• What you have to do: If a line in the data below contains the word "KeyValue", copy it out.

• Extracted records:
-.-.-

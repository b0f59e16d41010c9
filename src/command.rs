pub mod executable;
pub mod input;
pub mod temp;

pub use executable::Executable;
pub use input::{ContentWriter, InputSource, WriteWith};
pub use temp::{CleanupFailure, CleanupReport, TempArena};

use crate::shared::{io_error, InvocationError, OptionKey, OptionValue};
use std::ffi::OsString;
use std::fs;
use std::io::{BufWriter, Write};
use std::path::{Path, PathBuf};

#[derive(Debug, Clone, PartialEq, Eq)]
enum Argument {
    Flag(OptionKey),
    KeyValue(OptionKey, OptionValue),
}

/// `key` is `None` for positional file arguments registered under `""`.
#[derive(Debug, Clone, PartialEq, Eq)]
struct FileArgument {
    key: Option<OptionKey>,
    path: PathBuf,
}

impl FileArgument {
    fn matches(&self, key: &str) -> bool {
        match &self.key {
            Some(own) => own.as_str() == key,
            None => key.is_empty(),
        }
    }
}

/// Builds the argument vector for one tool run and owns the temp files
/// backing its file arguments.
///
/// Rendering order is: executable, flags and options in call order, input
/// files in call order, output files in call order.
#[derive(Debug)]
pub struct CommandLine {
    executable: Executable,
    arguments: Vec<Argument>,
    inputs: Vec<FileArgument>,
    outputs: Vec<FileArgument>,
    arena: TempArena,
}

impl CommandLine {
    pub fn new(executable: impl AsRef<Path>) -> Result<Self, InvocationError> {
        Ok(Self::with_executable(Executable::from_path(executable)?))
    }

    pub fn with_executable(executable: Executable) -> Self {
        Self {
            executable,
            arguments: Vec::new(),
            inputs: Vec::new(),
            outputs: Vec::new(),
            arena: TempArena::new(),
        }
    }

    /// Must be called before any file argument is added.
    pub fn with_temp_root(mut self, root: impl Into<PathBuf>) -> Self {
        self.arena = TempArena::with_root(root);
        self
    }

    pub fn executable(&self) -> &Executable {
        &self.executable
    }

    pub fn add_flag(&mut self, key: &str) -> Result<&mut Self, InvocationError> {
        let key = parse_key(key)?;
        self.arguments.push(Argument::Flag(key));
        Ok(self)
    }

    /// The key is validated even when `present` is false.
    pub fn add_flag_if(&mut self, key: &str, present: bool) -> Result<&mut Self, InvocationError> {
        let key = parse_key(key)?;
        if present {
            self.arguments.push(Argument::Flag(key));
        }
        Ok(self)
    }

    pub fn add_option<V: ToString>(
        &mut self,
        key: &str,
        value: V,
    ) -> Result<&mut Self, InvocationError> {
        let parsed_key = parse_key(key)?;
        let raw = value.to_string();
        let value = OptionValue::parse(&raw).map_err(|reason| InvocationError::InvalidValue {
            key: key.to_string(),
            value: raw.clone(),
            reason,
        })?;
        self.arguments.push(Argument::KeyValue(parsed_key, value));
        Ok(self)
    }

    pub fn add_input_file(
        &mut self,
        key: &str,
        source: InputSource<'_>,
    ) -> Result<&mut Self, InvocationError> {
        reject_separator(key, source.extension(), "file extension")?;
        let key = parse_file_key(key)?;
        self.ensure_open()?;
        if let InputSource::Copy(original) = &source {
            check_input_source(original)?;
        }

        let tag = file_tag(&key, "in");
        let path = self
            .arena
            .create_file(&tag, source.extension())
            .map_err(|err| io_error(&self.temp_location(), err))?;
        populate_input(&path, &source)?;
        self.inputs.push(FileArgument { key, path });
        Ok(self)
    }

    pub fn add_input_copy(
        &mut self,
        key: &str,
        original: impl AsRef<Path>,
    ) -> Result<&mut Self, InvocationError> {
        self.add_input_file(key, InputSource::Copy(original.as_ref()))
    }

    pub fn add_input_content(
        &mut self,
        key: &str,
        writer: &dyn ContentWriter,
        extension: Option<&str>,
    ) -> Result<&mut Self, InvocationError> {
        self.add_input_file(key, InputSource::Content { writer, extension })
    }

    pub fn add_output_file(
        &mut self,
        key: &str,
        extension: Option<&str>,
    ) -> Result<&mut Self, InvocationError> {
        reject_separator(key, extension, "file extension")?;
        let key = self.parse_output_key(key)?;
        let tag = file_tag(&key, "out");
        let path = self
            .arena
            .create_file(&tag, extension)
            .map_err(|err| io_error(&self.temp_location(), err))?;
        self.outputs.push(FileArgument { key, path });
        Ok(self)
    }

    pub fn add_output_directory(
        &mut self,
        key: &str,
        prefix: Option<&str>,
    ) -> Result<&mut Self, InvocationError> {
        reject_separator(key, prefix, "directory prefix")?;
        let key = self.parse_output_key(key)?;
        let tag = file_tag(&key, "outdir");
        let path = self
            .arena
            .create_dir(&tag, prefix)
            .map_err(|err| io_error(&self.temp_location(), err))?;
        self.outputs.push(FileArgument { key, path });
        Ok(self)
    }

    /// Looks up an output file or directory; `""` names the positional output.
    pub fn get_file(&self, key: &str) -> Result<&Path, InvocationError> {
        self.outputs
            .iter()
            .find(|output| output.matches(key))
            .map(|output| output.path.as_path())
            .ok_or_else(|| InvocationError::NotFound(key.to_string()))
    }

    /// First input registered under `key`.
    pub fn input_file(&self, key: &str) -> Option<&Path> {
        self.inputs
            .iter()
            .find(|input| input.matches(key))
            .map(|input| input.path.as_path())
    }

    pub fn managed_paths(&self) -> Vec<PathBuf> {
        self.arena.paths()
    }

    pub fn render(&self) -> Vec<OsString> {
        let mut tokens = vec![self.executable.path().as_os_str().to_os_string()];
        tokens.extend(self.args());
        tokens
    }

    /// Everything after the executable.
    pub fn args(&self) -> Vec<OsString> {
        let mut tokens = Vec::new();
        for argument in &self.arguments {
            match argument {
                Argument::Flag(key) => tokens.push(OsString::from(key.as_str())),
                Argument::KeyValue(key, value) => {
                    tokens.push(OsString::from(key.as_str()));
                    tokens.push(OsString::from(value.as_str()));
                }
            }
        }
        for file in self.inputs.iter().chain(&self.outputs) {
            if let Some(key) = &file.key {
                tokens.push(OsString::from(key.as_str()));
            }
            tokens.push(file.path.as_os_str().to_os_string());
        }
        tokens
    }

    /// Single-space join of `render()`, for logs.
    pub fn command_form(&self) -> String {
        self.render()
            .iter()
            .map(|token| token.to_string_lossy().into_owned())
            .collect::<Vec<_>>()
            .join(" ")
    }

    pub fn is_closed(&self) -> bool {
        self.arena.is_closed()
    }

    /// Removes every temp file and directory this command line created.
    /// Failures are reported, never raised; later paths are still attempted.
    pub fn close(&mut self) -> CleanupReport {
        self.arena.close()
    }

    fn parse_output_key(&self, key: &str) -> Result<Option<OptionKey>, InvocationError> {
        let parsed = parse_file_key(key)?;
        self.ensure_open()?;
        if self.outputs.iter().any(|output| output.key == parsed) {
            return Err(InvocationError::DuplicateKey(key.to_string()));
        }
        Ok(parsed)
    }

    fn ensure_open(&self) -> Result<(), InvocationError> {
        if self.arena.is_closed() {
            return Err(InvocationError::InvalidConfiguration(
                "command line is already closed".to_string(),
            ));
        }
        Ok(())
    }

    fn temp_location(&self) -> PathBuf {
        self.arena
            .root()
            .map(Path::to_path_buf)
            .unwrap_or_else(std::env::temp_dir)
    }
}

fn parse_key(key: &str) -> Result<OptionKey, InvocationError> {
    OptionKey::parse(key).map_err(|reason| InvocationError::InvalidOption {
        key: key.to_string(),
        reason,
    })
}

fn parse_file_key(key: &str) -> Result<Option<OptionKey>, InvocationError> {
    if key.is_empty() {
        return Ok(None);
    }
    parse_key(key).map(Some)
}

fn file_tag(key: &Option<OptionKey>, fallback: &str) -> String {
    key.as_ref()
        .map(|key| key.as_str().trim_start_matches('-').to_string())
        .unwrap_or_else(|| fallback.to_string())
}

/// Temp names are built from these parts, so a separator would leave the temp root.
fn reject_separator(key: &str, part: Option<&str>, what: &str) -> Result<(), InvocationError> {
    match part {
        Some(value) if value.contains(['/', std::path::MAIN_SEPARATOR]) => {
            Err(InvocationError::InvalidValue {
                key: key.to_string(),
                value: value.to_string(),
                reason: format!("{what} must not contain a path separator"),
            })
        }
        _ => Ok(()),
    }
}

fn check_input_source(original: &Path) -> Result<(), InvocationError> {
    let metadata = fs::metadata(original).map_err(|err| InvocationError::InvalidInput {
        path: original.display().to_string(),
        reason: format!("not accessible: {err}"),
    })?;
    if !metadata.is_file() {
        return Err(InvocationError::InvalidInput {
            path: original.display().to_string(),
            reason: "not a regular file".to_string(),
        });
    }
    Ok(())
}

fn populate_input(path: &Path, source: &InputSource<'_>) -> Result<(), InvocationError> {
    match source {
        InputSource::Copy(original) => {
            fs::copy(original, path).map_err(|err| io_error(original, err))?;
        }
        InputSource::Text { content, .. } => {
            fs::write(path, content).map_err(|err| io_error(path, err))?;
        }
        InputSource::Content { writer, .. } => {
            let file = fs::File::create(path).map_err(|err| io_error(path, err))?;
            let mut sink = BufWriter::new(file);
            writer
                .write_content(&mut sink)
                .map_err(|err| io_error(path, err))?;
            sink.flush().map_err(|err| io_error(path, err))?;
        }
    }
    Ok(())
}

-.-.-

• Output of the task:
    KeyValue(OptionKey, OptionValue),
        self.arguments.push(Argument::KeyValue(parsed_key, value));
                Argument::KeyValue(key, value) => {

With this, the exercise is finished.